Cronaca

Femminicidi

Nonostante il Consiglio di Ministri abbia approvato un disegno di legge recante “Introduzione del delitto di femminicidio e altri interventi normativi per il contrasto alla violenza nei confronti delle donne e per la tutela delle vittime”, in Italia le donne continuano a essere violentemente uccise. A distanza di pochissimi giorni due nuovi femminicidi: Pamela Genini e Luciana Ronchi.
Pamela Genini è stata uccisa dal compagno Gianluca Soncin che è rimasto in silenzio davanti al gip. L’aggressione è avvenuta martedì 14 ottobre sotto gli occhi dei vicini. Ammazzata “al culmine di una serie di condotte persecutorie” e “dopo averla ripetutamente minacciata di morte”. Modella e giovane imprenditrice, Pamela Genini aveva 29 anni ed era originaria di Strozza, un paesino della Valle Imagna, nelle Prealpi bergamasche, ma erano ormai anni che viveva a Milano. È stata uccisa dal suo compagno, Gianluca Soncin, sul terrazzino della sua abitazione, pochi momenti prima che la polizia riuscisse a fare irruzione.
Luciana Ronchi, 62 anni, è stata uccisa dall’ex marito Luigi Morcaldi che perseguitava la vittima già da tempo dopo la separazione. Dovrà rispondere dell’accusa di omicidio. Per gli inquirenti è stato “un agguato” in piena regola. Secondo una prima ricostruzione, l’uomo avrebbe atteso Luciana Ronchi sotto casa, in pieno giorno, l’avrebbe prima presa a pugni e poi accoltellata e sfregiata al volto. L’aggressore si sarebbe poi allontanato a bordo del suo scooter gettando l’arma del delitto in un cestino vicino al Parco Nord. Durante la fuga avrebbe riacceso il cellulare e proprio questo gesto l’avrebbe tradito, consentendo agli operatori di polizia di individuarlo e fermarlo. “Sono un fallito e un omicida – avrebbe detto l’uomo – datemi direttamente l’ergastolo”. Per lei, per Luciana e le altre, “per fermare ogni forma di violenza contro le donne”, a Milano è stata organizzata una camminata silenziosa partendo proprio da via Giuseppina Grassini, quella stessa via dove la 62enne è stata accoltellata.
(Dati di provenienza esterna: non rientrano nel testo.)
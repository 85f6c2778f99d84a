//! Fakes for unit tests: scriptable audio devices and a synthesizer that
//! holds every request until released.

use std::path::Path;
use std::sync::{
    atomic::{AtomicBool, AtomicUsize, Ordering},
    Arc,
};

use parking_lot::Mutex;

use crate::audio::{
    CaptureConstraints, EndedCallback, InputDevice, InputStream, OutputContext, OutputDevice,
    PlaybackBuffer,
};
use crate::buffering::{FrameProducer, Producer};
use crate::error::{DuplexError, PermissionError, Result};
use crate::inference::{SynthesizedAudio, Synthesizer, SynthesizerLoader};

// ---------------------------------------------------------------------------
// Input
// ---------------------------------------------------------------------------

pub(crate) struct FakeInput {
    sample_rate: u32,
    opens: AtomicUsize,
    closes: Arc<AtomicUsize>,
    fail_with: Option<PermissionError>,
    unsupported: bool,
    link: Mutex<Option<(FrameProducer, Arc<AtomicBool>)>>,
    on_open: Mutex<Option<Box<dyn FnOnce() + Send>>>,
}

impl FakeInput {
    pub fn new(sample_rate: u32) -> Arc<Self> {
        Arc::new(Self::plain(sample_rate))
    }

    pub fn failing(err: PermissionError) -> Arc<Self> {
        Arc::new(Self {
            fail_with: Some(err),
            ..Self::plain(48_000)
        })
    }

    pub fn unsupported() -> Arc<Self> {
        Arc::new(Self {
            unsupported: true,
            ..Self::plain(48_000)
        })
    }

    fn plain(sample_rate: u32) -> Self {
        Self {
            sample_rate,
            opens: AtomicUsize::new(0),
            closes: Arc::new(AtomicUsize::new(0)),
            fail_with: None,
            unsupported: false,
            link: Mutex::new(None),
            on_open: Mutex::new(None),
        }
    }

    /// Run `hook` on the next `open()`, after the stream exists.
    pub fn on_open(&self, hook: impl FnOnce() + Send + 'static) {
        *self.on_open.lock() = Some(Box::new(hook));
    }

    /// Deliver samples as the device callback would. Returns how many were
    /// accepted; 0 while disconnected.
    pub fn push(&self, samples: &[f32]) -> usize {
        let mut link = self.link.lock();
        match link.as_mut() {
            Some((producer, connected)) if connected.load(Ordering::SeqCst) => {
                producer.push_slice(samples)
            }
            _ => 0,
        }
    }

    pub fn is_connected(&self) -> bool {
        self.link
            .lock()
            .as_ref()
            .map(|(_, connected)| connected.load(Ordering::SeqCst))
            .unwrap_or(false)
    }

    pub fn opens(&self) -> usize {
        self.opens.load(Ordering::SeqCst)
    }

    pub fn closes(&self) -> usize {
        self.closes.load(Ordering::SeqCst)
    }
}

impl InputDevice for FakeInput {
    fn check_support(&self) -> Result<()> {
        if self.unsupported {
            return Err(DuplexError::Capability("no audio input backend".into()));
        }
        Ok(())
    }

    fn open(
        &self,
        _constraints: &CaptureConstraints,
        producer: FrameProducer,
        connected: Arc<AtomicBool>,
    ) -> Result<Box<dyn InputStream>> {
        self.opens.fetch_add(1, Ordering::SeqCst);
        if let Some(err) = &self.fail_with {
            return Err(err.clone().into());
        }
        *self.link.lock() = Some((producer, connected));
        let hook = self.on_open.lock().take();
        if let Some(hook) = hook {
            hook();
        }
        Ok(Box::new(FakeStream {
            sample_rate: self.sample_rate,
            closes: Arc::clone(&self.closes),
        }))
    }
}

struct FakeStream {
    sample_rate: u32,
    closes: Arc<AtomicUsize>,
}

impl InputStream for FakeStream {
    fn sample_rate(&self) -> u32 {
        self.sample_rate
    }

    fn close(self: Box<Self>) {
        self.closes.fetch_add(1, Ordering::SeqCst);
    }
}

// ---------------------------------------------------------------------------
// Output
// ---------------------------------------------------------------------------

#[derive(Default)]
pub(crate) struct FakeOutputState {
    pub played: Vec<PlaybackBuffer>,
    pub pending: Option<EndedCallback>,
    pub stops: usize,
    pub resumes: usize,
    pub closed: bool,
}

pub(crate) struct FakeOutput {
    sample_rate: u32,
    contexts: AtomicUsize,
    fail: bool,
    state: Arc<Mutex<FakeOutputState>>,
}

impl FakeOutput {
    pub fn new(sample_rate: u32) -> Arc<Self> {
        Arc::new(Self {
            sample_rate,
            contexts: AtomicUsize::new(0),
            fail: false,
            state: Arc::new(Mutex::new(FakeOutputState::default())),
        })
    }

    pub fn broken() -> Arc<Self> {
        Arc::new(Self {
            sample_rate: 48_000,
            contexts: AtomicUsize::new(0),
            fail: true,
            state: Arc::new(Mutex::new(FakeOutputState::default())),
        })
    }

    /// Let the active buffer run out. Returns `false` if nothing was playing.
    pub fn finish_current(&self) -> bool {
        let callback = self.state.lock().pending.take();
        match callback {
            Some(on_ended) => {
                on_ended();
                true
            }
            None => false,
        }
    }

    pub fn contexts_created(&self) -> usize {
        self.contexts.load(Ordering::SeqCst)
    }

    pub fn played(&self) -> usize {
        self.state.lock().played.len()
    }

    pub fn with_state<R>(&self, f: impl FnOnce(&FakeOutputState) -> R) -> R {
        f(&self.state.lock())
    }
}

impl OutputDevice for FakeOutput {
    fn create_context(&self) -> Result<Box<dyn OutputContext>> {
        if self.fail {
            return Err(DuplexError::NoOutputDevice);
        }
        self.contexts.fetch_add(1, Ordering::SeqCst);
        Ok(Box::new(FakeContext {
            sample_rate: self.sample_rate,
            suspended: true,
            state: Arc::clone(&self.state),
        }))
    }
}

struct FakeContext {
    sample_rate: u32,
    suspended: bool,
    state: Arc<Mutex<FakeOutputState>>,
}

impl OutputContext for FakeContext {
    fn sample_rate(&self) -> u32 {
        self.sample_rate
    }

    fn is_suspended(&self) -> bool {
        self.suspended
    }

    fn resume(&mut self) -> Result<()> {
        self.suspended = false;
        self.state.lock().resumes += 1;
        Ok(())
    }

    fn play(&mut self, buffer: PlaybackBuffer, on_ended: EndedCallback) -> Result<()> {
        let mut state = self.state.lock();
        state.played.push(buffer);
        state.pending = Some(on_ended);
        Ok(())
    }

    fn stop(&mut self) {
        let mut state = self.state.lock();
        state.pending = None;
        state.stops += 1;
    }

    fn close(self: Box<Self>) {
        self.state.lock().closed = true;
    }
}

// ---------------------------------------------------------------------------
// Engines
// ---------------------------------------------------------------------------

/// A synthesizer whose `generate` blocks until the returned sender is
/// dropped, so tests can inject synthesis output by hand.
pub(crate) fn held_synthesizer() -> (Box<dyn SynthesizerLoader>, crossbeam_channel::Sender<()>) {
    let (hold_tx, hold_rx) = crossbeam_channel::bounded::<()>(0);
    let loader = Box::new(move |_: &Path| -> Result<Box<dyn Synthesizer>> {
        Ok(Box::new(HeldSynthesizer(hold_rx)))
    });
    (loader, hold_tx)
}

struct HeldSynthesizer(crossbeam_channel::Receiver<()>);

impl Synthesizer for HeldSynthesizer {
    fn num_speakers(&self) -> u32 {
        1
    }

    fn sample_rate(&self) -> u32 {
        22_050
    }

    fn generate(&mut self, _text: &str, _voice_id: u32, _speed: f32) -> Result<SynthesizedAudio> {
        let _ = self.0.recv();
        Err(DuplexError::Runtime("released".into()))
    }
}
Nei primi sette mesi dell’anno sono stati registrati circa 60 femminicidi, ai quali vanno aggiunti quelli degli ultimi mesi e ancora non inclusi nei dati ufficiali del Viminale. Il totale si aggira intorno a 70 femminicidi.
Si tratta, di avvenimenti di una gravità enorme e non di fatti isolati.
Sono mesi che la cronaca riporta notizie di ragazze e donne abusate, violentate, uccise.
Alla base di tutte queste violenze vi è sempre un atteggiamento di dominio, di possesso e predazione del maschio sulla femmina – dove sesso e aggressione a volte sono connessi, in presenza di riferimenti culturali che legittimano gli istinti maschili di sopraffazione.
La violenza di genere è un fenomeno dilagante che rivela il fallimento della società, della scuola e della famiglia.
In Italia, se nel 2025 sono già settanta le donne uccise da uomini con grande crudeltà, nel 2024 ogni tre giorni una donna è stata uccisa per mano di un uomo, sia esso il marito o l’ex, il fidanzato o il compagno rifiutato. Più in generale, una donna su tre, nel corso della vita, ha subito una violenza domestica che, per fortuna, non è sfociato in un femminicidio. E i dati statistici sono veri per difetto perché l’80% delle donne non denuncia o per paura o per vergogna.
La violenza sulle donne, per tanti, rivela il fallimento della intera società, della scuola, della famiglia ed è l’emblema del retaggio culturale maschilista del nostro paese o, come sostengono tanti sociologi, del “retaggio culturale patriarcale”, della mancata evoluzione dell’immaginario maschile. Alcuni parlano di narcisismo patologico ma è troppo riduttivo e ci aiuta poco a capire il fenomeno. Altri parlano di mascolinità tossica intendendo l’insieme delle credenze stratificate culturalmente e socialmente tese a considerare la donna un oggetto da possedere, privo di identità e di autonomia, un oggetto da sottomettere e, nel caso di una minima ribellione o di un allontanamento, da uccidere in modo da ristabilire, per questa atroce via, la potenza del maschio offeso.
Risulta quindi evidente l’esigenza di un ripensamento collettivo dei rapporti di genere che interessi tutta la società, partendo dalle forze dell’ordine, spesso inadeguate a proteggere efficacemente le vittime, dalla magistratura, lenta e a volte poco risolutiva, e dai luoghi dove per primi si realizza la funzione educativa e di crescita: la famiglia e la scuola.